En el retrato Armando viste un esmoquin, ella con el vestido blanco que fue de
su madre, cuando se casó con su padre, ambos ya fallecidos. Tienen
entrecruzados los brazos y cada uno sostiene una copa de cristal con champaña,
se miran el uno al otro. Los retoques del fotógrafo disimulan el huesudo rostro
del novio, y la pose favorece a Claudia atenuando su papada.
¿Cómo pudo
olvidarlo? Es nuestro quinto aniversario y ni siquiera un beso me ha dado. La
cocaína lo está consumiendo, ya lo detuvo la policía drogándose con ese vecino
sinvergüenza, el tal Tony. ¿Qué es lo que le ocurre? Delincuentes, seguro
Armando viene a ser su mejor cliente. Ya le advertí, aunque estemos casados, si
encuentro esa cochinada en sus bolsillos significa que está traficando aún con
ese hampón; entonces los denunciaré con la policía. Yo no sé en qué irá a parar
esto. Todo está mal en este horrible lugar.

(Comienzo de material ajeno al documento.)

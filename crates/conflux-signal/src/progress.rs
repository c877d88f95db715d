//! Busy/idle tracking derived from outstanding executions.

use std::collections::HashSet;

use tokio::sync::watch;
use tracing::debug;

use crate::id::ExecutionId;
use crate::signal::Signal;

/// Derives a boolean busy signal from execution start/end transitions.
///
/// Two variants exist because "busy" means different things under different
/// concurrency strategies:
///
/// - [`ProgressTracker::counting`]: busy while any execution is alive. Used
///   where every execution counts (parallel, queue).
/// - [`ProgressTracker::slots`]: busy while the most recently started
///   execution is unfinished. Used where an older, superseded execution's
///   late completion must not report idle while a newer one is outstanding
///   (latest).
///
/// `end` for an unknown identifier is ignored, so the derived state can never
/// go negative or flip idle spuriously. Busy updates are change-only: an
/// execution that starts and finishes within one scheduling turn is never
/// observed toggling busy by a subscriber polling the watch channel.
pub struct ProgressTracker {
  state: State,
  busy: Signal<bool>,
}

enum State {
  Counting { alive: HashSet<ExecutionId> },
  Slots { runs: Vec<(ExecutionId, bool)> },
}

impl ProgressTracker {
  /// Tracker that is busy while any execution is alive.
  pub fn counting() -> Self {
    Self {
      state: State::Counting { alive: HashSet::new() },
      busy: Signal::new(false),
    }
  }

  /// Tracker that is busy while the most recently started execution is open.
  pub fn slots() -> Self {
    Self {
      state: State::Slots { runs: Vec::new() },
      busy: Signal::new(false),
    }
  }

  /// Register the start of an execution.
  pub fn start(&mut self, id: ExecutionId) {
    match &mut self.state {
      State::Counting { alive } => {
        alive.insert(id);
      }
      State::Slots { runs } => runs.push((id, false)),
    }
    self.publish();
  }

  /// Register the end of an execution. Unknown identifiers are ignored.
  pub fn end(&mut self, id: ExecutionId) {
    match &mut self.state {
      State::Counting { alive } => {
        alive.remove(&id);
      }
      State::Slots { runs } => {
        if let Some(run) = runs.iter_mut().rev().find(|run| run.0 == id && !run.1) {
          run.1 = true;
        }
        // Once every slot is closed the history carries no information.
        if runs.iter().all(|run| run.1) {
          runs.clear();
        }
      }
    }
    self.publish();
  }

  /// Drop all outstanding state and report idle (fail-fast termination).
  pub fn force_idle(&mut self) {
    match &mut self.state {
      State::Counting { alive } => alive.clear(),
      State::Slots { runs } => runs.clear(),
    }
    self.publish();
  }

  /// Current busy state.
  pub fn is_busy(&self) -> bool {
    self.busy.get()
  }

  /// Subscribe to busy transitions.
  pub fn subscribe(&self) -> watch::Receiver<bool> {
    self.busy.subscribe()
  }

  fn current(&self) -> bool {
    match &self.state {
      State::Counting { alive } => !alive.is_empty(),
      State::Slots { runs } => runs.last().map(|run| !run.1).unwrap_or(false),
    }
  }

  fn publish(&mut self) {
    let busy = self.current();
    if self.busy.set_if_changed(busy) {
      debug!(busy, "busy changed");
    }
  }
}
//! Concurrency strategies.

use std::str::FromStr;

use serde::{Deserialize, Serialize};

use crate::error::ProcessError;

/// Concurrency policy governing how overlapping execution requests interact.
///
/// Fixed for the lifetime of a process.
#[derive(Debug, Clone, Copy, Default, PartialEq, Eq, Serialize, Deserialize)]
#[serde(rename_all = "snake_case")]
pub enum Strategy {
  /// Every request starts immediately; results interleave in completion order.
  #[default]
  Parallel,
  /// Requests execute strictly in arrival order, one at a time; the next
  /// request starts only after the previous execution finishes.
  Queue,
  /// Only the most recently requested execution feeds the aggregate signals;
  /// an older in-flight execution is superseded.
  Latest,
}

impl FromStr for Strategy {
  type Err = ProcessError;

  fn from_str(s: &str) -> Result<Self, Self::Err> {
    match s {
      "parallel" => Ok(Self::Parallel),
      "queue" => Ok(Self::Queue),
      "latest" => Ok(Self::Latest),
      other => Err(ProcessError::InvalidStrategy { name: other.to_string() }),
    }
  }
}

#[cfg(test)]
mod tests {
  use super::*;

  #[test]
  fn parses_known_strategies() {
    assert_eq!("parallel".parse::<Strategy>().unwrap(), Strategy::Parallel);
    assert_eq!("queue".parse::<Strategy>().unwrap(), Strategy::Queue);
    assert_eq!("latest".parse::<Strategy>().unwrap(), Strategy::Latest);
  }

  #[test]
  fn rejects_unknown_strategy() {
    let err = "fanout".parse::<Strategy>().unwrap_err();
    assert!(matches!(err, ProcessError::InvalidStrategy { name } if name == "fanout"));
  }

  #[test]
  fn serde_uses_snake_case() {
    let json = serde_json::to_string(&Strategy::Latest).unwrap();
    assert_eq!(json, "\"latest\"");
    let back: Strategy = serde_json::from_str(&json).unwrap();
    assert_eq!(back, Strategy::Latest);
  }
}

El barrio Boyle Heights, también conocido como Brooklyn Heights, está ubicado al lado este, en la ciudad de Los Ángeles, donde predomina la población hispana. Es un área con alto índice delincuencial. Hay varias bandas que frecuentan este vecindario, una de las más temidas es la de «Los Barrios Mojados». Esta pandilla se dedica al tráfico de drogas, extorsión, sicariato, y cualquier otra actividad ilegal donde pueda haber una buena ganancia.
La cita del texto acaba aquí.